Shortly following a regularly scheduled minimum day, over 340 seniors readied themselves with flash cards, PowerPoint presentations and props in order to showcase a 10 to 15 minute demonstration of career outlets and explorations.
A portfolio also had to be handed in as well, complete with an essay, career outlook timeline and a list of references and cover letters.
Although the students have been preparing for their projects throughout the entire year, the speech seemed to be the most daunting task of them all.
“It was nerve racking for me,” said Robert Ekwueme, an 18-year-old student who choose to do his project on how to become a real estate agent. “You don’t know what the judges are thinking and the whole time you are presenting, you just want to pass the 10 minute mark.”
Students who could not present for up to 10 minutes would automatically fail and risk the chance of being unable to obtain their high school diploma. Every student awaiting their turn anxiously stood outside the near empty campus, shaking with nerves.
But fears were soon allayed as soon as the students walked out of the classroom; a severe year-long wait off their shoulders.
Apart from having to present for 10 minutes, three judges made up of community members, leaders and PJUSD staff were present to grade the students based on their overall knowledge and completion of their projects.
Many judges, including first-time judge Martha Pimentel Franco, walked away with a little more knowledge in their pockets after reviewing several successful presentations.
After a brief presentation by 17-year-old Ashley Cosio, a young woman who shadowed local cosmetologist Lisa Bellini of Just Teasin’ salon, Franco said she found “immense joy” in having been a part of the project.
“I feel as though I’m learning just as much as the students are,” said Franco. “I have never done anything like this before, but I feel that it’s an outstanding project.”

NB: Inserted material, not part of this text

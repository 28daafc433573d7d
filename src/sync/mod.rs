//! Synchronization primitives for green threads.

pub mod mutex;

pub use mutex::{Mutex, MutexGuard};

What makes the project much more elaborate and delightful is how intricate and hands-on it challenges the students to be compared to state exams.
According to activities director and PHS instructor Season Lozano, the project allows the students a chance to be more than a statistic, often prompting a higher rate of participation, charities and community endeavors within Patterson.
“One of the biggest complaints I’ve had from students about the state tests is that it doesn’t seem to affect them; it affects the schools,” said Lozano. “The students don’t see any benefits of taking those tests. This project allows them to actively choose a career they see themselves doing, and they buy into it because they can utilize those skills for the future. From my experience, it’s been a great program.”